Dal delitto Burgato ai cold case: presentata a Lignano la collana True Crime edita dal gruppo Nem
Cinque volumi per narrare delitti tuttora irrisolti: «I cronisti di nera e giudiziaria sono cinghie di trasmissione tra i fatti e i lettori»

Leggere un giallo è affascinante, ma come si narrano i gialli che nascono non dalla fantasia bensì dalla cronaca? Venerdì pomeriggio a Lignano è stata presentata la collana “True Crime a Nordest”, composta da cinque volumi nati per narrare delitti tuttora irrisolti. Crimini veri, raccolti e pubblicati dal Gruppo Nem.
Il curatore Paolo Cagnan, vicedirettore del Gruppo Nem con delega al digitale, ha dialogato con Luana de Francisco, caposervizio della cronaca di Udine del Messaggero Veneto e autrice di alcune delle 65 storie che compongono i volumi. Sono stati moderati dal caposervizio della cultura Oscar d’Agostino.
Storie che trovano origine nella vita di ogni giorno, tra persone comuni. Cagnan ha spiegato che i «Cold case sono talmente tanti, una trentina, che abbiamo dovuto fare due volumi. Ci sono poi i grandi delitti, quelli che si sono sedimentati nella memoria collettiva e hanno segnato un prima e un dopo come quello di Pietro Maso, mosso dai soldi. Un ulteriore capitolo è dedicato ai fantasmi, persone scomparse nel nulla e l’ultimo è dedicato ai serial killer. Invidia, gelosia, rabbia, brama di potere, eredità e poi quelli commessi da persone con evidenti deficit mentali: questi sono sentimenti alla base dei delitti. De Francisco ha narrato uno dei casi più disumani che ha seguito proprio a Lignano».
«I cronisti di nera e giudiziaria sono cinghie di trasmissione tra i fatti e i lettori» ha spiegato, «non si nasce cronisti, ma si impara, scrivendone, il rigore. Si deve saper mantenere le distanze e serve serenità per approcciarsi con le forze dell’ordine, le procure, gli avvocati, con cui va costruita una fiducia che deve essere reciproca. Importante è anche il modo in cui viene raccontata una storia».

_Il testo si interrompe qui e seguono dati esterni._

//! Prometheus metrics for the campaign service.
//!
//! - Campaign metrics (launched, failed)
//! - Fan-out metrics (batches, messages sent, tokens deleted)
//! - Iterator metrics (pages fetched)

use lazy_static::lazy_static;
use prometheus::{register_int_counter, Encoder, IntCounter, TextEncoder};

/// Prefix for all metrics
const METRIC_PREFIX: &str = "fanout";

lazy_static! {
    /// Total campaigns accepted for processing
    pub static ref CAMPAIGNS_TOTAL: IntCounter = register_int_counter!(
        format!("{}_campaigns_total", METRIC_PREFIX),
        "Total campaigns accepted for processing"
    ).unwrap();

    /// Total campaigns that terminated with an error
    pub static ref CAMPAIGNS_FAILED_TOTAL: IntCounter = register_int_counter!(
        format!("{}_campaigns_failed_total", METRIC_PREFIX),
        "Total campaigns that terminated with an error"
    ).unwrap();

    /// Total fan-out batches processed
    pub static ref BATCHES_TOTAL: IntCounter = register_int_counter!(
        format!("{}_batches_total", METRIC_PREFIX),
        "Total fan-out batches processed"
    ).unwrap();

    /// Total messages accepted by the push provider
    pub static ref MESSAGES_SENT_TOTAL: IntCounter = register_int_counter!(
        format!("{}_messages_sent_total", METRIC_PREFIX),
        "Total messages accepted by the push provider"
    ).unwrap();

    /// Total per-message failures reported by the push provider
    pub static ref MESSAGES_FAILED_TOTAL: IntCounter = register_int_counter!(
        format!("{}_messages_failed_total", METRIC_PREFIX),
        "Total per-message failures reported by the push provider"
    ).unwrap();

    /// Total registration tokens deleted as permanently invalid
    pub static ref TOKENS_DELETED_TOTAL: IntCounter = register_int_counter!(
        format!("{}_tokens_deleted_total", METRIC_PREFIX),
        "Total registration tokens deleted as permanently invalid"
    ).unwrap();

    /// Total pages fetched by the collection iterator
    pub static ref PAGES_FETCHED_TOTAL: IntCounter = register_int_counter!(
        format!("{}_pages_fetched_total", METRIC_PREFIX),
        "Total pages fetched by the collection iterator"
    ).unwrap();
}

/// Encode all registered metrics in Prometheus text format.
pub fn encode_metrics() -> Result<String, prometheus::Error> {
    let encoder = TextEncoder::new();
    let metric_families = prometheus::gather();
    let mut buffer = Vec::new();
    encoder.encode(&metric_families, &mut buffer)?;
    String::from_utf8(buffer)
        .map_err(|e| prometheus::Error::Msg(format!("Invalid UTF-8 in metrics: {}", e)))
}

#[cfg(test)]
mod tests {
    use super::*;

    #[test]
    fn test_encode_metrics() {
        CAMPAIGNS_TOTAL.inc();
        let output = encode_metrics().unwrap();
        assert!(output.contains("fanout_campaigns_total"));
    }
}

E così ha rievocato il duplice omicidio di Lignano del 2012 quando i coniugi Burgato, due commercianti che hanno trovato i loro assassini ad attenderli al loro rientro a casa. «Per 40 minuti si è compiuta una mattanza e il signor Burgato riconobbe il suo assassino che è scappato a Cuba, mentre la sorella è fuggita a Salerno. Voleva essere una rapina, ideata dal fratello per ottenere i soldi per andare a Cuba dove lo aspettava la moglie, incinta del secondo figlio. È stata una tragedia indimenticabile». Cagnan ha spiegato che «quando non c’è una confessione, servono delle prove scientifiche e dalle prove digitali si è passati dna che è molto attendibile».
Non è mancato un cenno al caso Unabomber, caso aperto il giorno dopo il premio Scerbanenco del 1994. Un caso che nel 2022 ha visto l’inchiesta venire riaperta ma senza soluzione. Si è passati poi al caso di Liliana Resinovich, a cui potrebbe offrire una soluzione la tecnologia investigativa che rende impossibile scomparire, perché traccia chiunque. Cagnan ha spiegato che il crimine ormai diventa soap crime, con aggiornamenti quotidiani, valutati sullo share televisivo. E i delitti continuano, con la realtà che supera di gran lunga la fantasia.